• **Collected data entries**
BEGIN
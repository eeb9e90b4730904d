//! Generation job types for genledger.
//!
//! A job is a unit of asynchronous work performed by the external worker.
//! Its id doubles as the correlation token the worker echoes back in every
//! callback.

use chrono::{DateTime, Utc};
use serde::{Deserialize, Serialize};

use crate::error::CoreError;
use crate::status::JobStatus;
use crate::storage::StorageKey;
use crate::{FileId, JobId, UserId};

/// Upper bound on `JobSpec::quantity`.
pub const MAX_JOB_QUANTITY: u32 = 20;

/// Maximum prompt length in characters.
const MAX_PROMPT_CHARS: usize = 8_000;

/// What a job generates.
#[derive(Debug, Clone, Copy, PartialEq, Eq, Hash, Serialize, Deserialize)]
#[serde(rename_all = "snake_case")]
pub enum JobKind {
    /// Image generation.
    Image,
    /// Video generation.
    Video,
    /// Blog article generation.
    Blog,
    /// Book generation.
    Book,
}

impl JobKind {
    /// Every job kind.
    pub const ALL: [Self; 4] = [Self::Image, Self::Video, Self::Blog, Self::Book];

    /// Stable lower-case name, used in callback paths and storage keys.
    #[must_use]
    pub const fn as_str(self) -> &'static str {
        match self {
            Self::Image => "image",
            Self::Video => "video",
            Self::Blog => "blog",
            Self::Book => "book",
        }
    }

    /// Parse the stable name.
    ///
    /// # Errors
    ///
    /// Returns `CoreError::UnknownVariant` for anything else.
    pub fn parse(value: &str) -> Result<Self, CoreError> {
        Self::ALL
            .into_iter()
            .find(|kind| kind.as_str() == value)
            .ok_or_else(|| CoreError::UnknownVariant {
                kind: "job kind",
                value: value.to_string(),
            })
    }

    /// File extension used when the worker does not report a format.
    #[must_use]
    pub const fn default_extension(self) -> &'static str {
        match self {
            Self::Image => "png",
            Self::Video => "mp4",
            Self::Blog => "md",
            Self::Book => "pdf",
        }
    }

    /// Content type used when the worker does not report one.
    #[must_use]
    pub const fn default_content_type(self) -> &'static str {
        match self {
            Self::Image => "image/png",
            Self::Video => "video/mp4",
            Self::Blog => "text/markdown",
            Self::Book => "application/pdf",
        }
    }
}

/// What the worker should generate.
#[derive(Debug, Clone, PartialEq, Serialize, Deserialize)]
pub struct JobSpec {
    /// Generation prompt.
    pub prompt: String,

    /// Number of outputs (images, clips, chapters, ...).
    #[serde(default = "default_quantity")]
    pub quantity: u32,

    /// Kind-specific options forwarded verbatim to the worker.
    #[serde(default)]
    pub options: serde_json::Value,
}

const fn default_quantity() -> u32 {
    1
}

impl JobSpec {
    /// Create a spec for a single output.
    #[must_use]
    pub fn new(prompt: impl Into<String>) -> Self {
        Self {
            prompt: prompt.into(),
            quantity: 1,
            options: serde_json::Value::Null,
        }
    }

    /// Set the quantity.
    #[must_use]
    pub fn with_quantity(mut self, quantity: u32) -> Self {
        self.quantity = quantity;
        self
    }

    /// Validate the spec before any credits move.
    ///
    /// # Errors
    ///
    /// Returns `CoreError::InvalidSpec` for an empty or oversized prompt or a
    /// quantity outside `1..=MAX_JOB_QUANTITY`.
    pub fn validate(&self) -> Result<(), CoreError> {
        if self.prompt.trim().is_empty() {
            return Err(CoreError::InvalidSpec("prompt must not be empty".into()));
        }
        if self.prompt.chars().count() > MAX_PROMPT_CHARS {
            return Err(CoreError::InvalidSpec(format!(
                "prompt exceeds {MAX_PROMPT_CHARS} characters"
            )));
        }
        if self.quantity == 0 || self.quantity > MAX_JOB_QUANTITY {
            return Err(CoreError::InvalidSpec(format!(
                "quantity must be between 1 and {MAX_JOB_QUANTITY}"
            )));
        }
        Ok(())
    }
}

/// Per-kind credit prices.
#[derive(Debug, Clone, Copy, PartialEq, Eq, Serialize, Deserialize)]
pub struct JobPricing {
    /// Credits per image.
    pub image: i64,
    /// Credits per video.
    pub video: i64,
    /// Credits per blog article.
    pub blog: i64,
    /// Credits per book.
    pub book: i64,
}

impl Default for JobPricing {
    fn default() -> Self {
        Self {
            image: 10,
            video: 50,
            blog: 5,
            book: 100,
        }
    }
}

impl JobPricing {
    /// Credits charged for one unit of `kind`.
    #[must_use]
    pub const fn unit_cost(&self, kind: JobKind) -> i64 {
        match kind {
            JobKind::Image => self.image,
            JobKind::Video => self.video,
            JobKind::Blog => self.blog,
            JobKind::Book => self.book,
        }
    }

    /// Credits charged for a whole spec.
    #[must_use]
    pub fn cost(&self, kind: JobKind, spec: &JobSpec) -> i64 {
        self.unit_cost(kind)
            .saturating_mul(i64::from(spec.quantity))
    }
}

/// A generation job record.
#[derive(Debug, Clone, PartialEq, Serialize, Deserialize)]
pub struct Job {
    /// Job ID and worker correlation token.
    pub id: JobId,

    /// The user who requested the job.
    pub author_id: UserId,

    /// What is generated.
    pub kind: JobKind,

    /// The request forwarded to the worker.
    pub spec: JobSpec,

    /// Credits deducted for this job.
    pub cost: i64,

    /// Current status.
    pub status: JobStatus,

    /// Progress percentage, 0-100.
    pub progress: u8,

    /// Latest worker message.
    pub message: Option<String>,

    /// Failure reason once FAILED.
    pub error: Option<String>,

    /// When the job was created.
    pub created_at: DateTime<Utc>,

    /// When the worker accepted the job.
    pub started_at: Option<DateTime<Utc>>,

    /// When the job reached a terminal state.
    pub completed_at: Option<DateTime<Utc>>,
}

impl Job {
    /// Create a new PENDING job.
    #[must_use]
    pub fn new(author_id: UserId, kind: JobKind, spec: JobSpec, cost: i64) -> Self {
        Self {
            id: JobId::generate(),
            author_id,
            kind,
            spec,
            cost,
            status: JobStatus::Pending,
            progress: 0,
            message: None,
            error: None,
            created_at: Utc::now(),
            started_at: None,
            completed_at: None,
        }
    }

    /// Whether the job is COMPLETED or FAILED.
    #[must_use]
    pub const fn is_terminal(&self) -> bool {
        self.status.is_terminal()
    }
}

/// A file produced by a completed job.
#[derive(Debug, Clone, PartialEq, Eq, Serialize, Deserialize)]
pub struct GeneratedFile {
    /// File ID.
    pub id: FileId,

    /// Owning job.
    pub job_id: JobId,

    /// Owning user (the job author).
    pub owner_id: UserId,

    /// Object-store key.
    pub storage_key: StorageKey,

    /// MIME type.
    pub content_type: String,

    /// Format / extension (`png`, `mp4`, ...).
    pub format: String,

    /// Pixel width, for images and video.
    pub width: Option<u32>,

    /// Pixel height, for images and video.
    pub height: Option<u32>,

    /// Size in bytes, when known.
    pub size_bytes: Option<u64>,

    /// When the record was created.
    pub created_at: DateTime<Utc>,
}

#[cfg(test)]
mod tests {
    use super::*;

    #[test]
    fn new_job_is_pending() {
        let job = Job::new(UserId::generate(), JobKind::Image, JobSpec::new("a cat"), 10);
        assert_eq!(job.status, JobStatus::Pending);
        assert_eq!(job.progress, 0);
        assert!(!job.is_terminal());
        assert!(job.started_at.is_none());
    }

    #[test]
    fn spec_validation() {
        assert!(JobSpec::new("a cat").validate().is_ok());
        assert!(JobSpec::new("   ").validate().is_err());
        assert!(JobSpec::new("a cat").with_quantity(0).validate().is_err());
        assert!(JobSpec::new("a cat")
            .with_quantity(MAX_JOB_QUANTITY + 1)
            .validate()
            .is_err());
    }

    #[test]
    fn spec_quantity_defaults_to_one() {
        let spec: JobSpec = serde_json::from_value(serde_json::json!({"prompt": "x"})).unwrap();
        assert_eq!(spec.quantity, 1);
        assert!(spec.options.is_null());
    }

    #[test]
    fn pricing_scales_with_quantity() {
        let pricing = JobPricing::default();
        let spec = JobSpec::new("chapters").with_quantity(5);
        assert_eq!(pricing.cost(JobKind::Book, &spec), 500);
        assert_eq!(pricing.cost(JobKind::Image, &JobSpec::new("x")), 10);
    }

    #[test]
    fn kind_parse_matches_as_str() {
        for kind in JobKind::ALL {
            assert_eq!(JobKind::parse(kind.as_str()).unwrap(), kind);
        }
        assert!(JobKind::parse("podcast").is_err());
    }
}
END
• **Instructions to follow**
Across the records above, how many lines contain the word "static"? Give the number by itself.

• **Exercise result**
3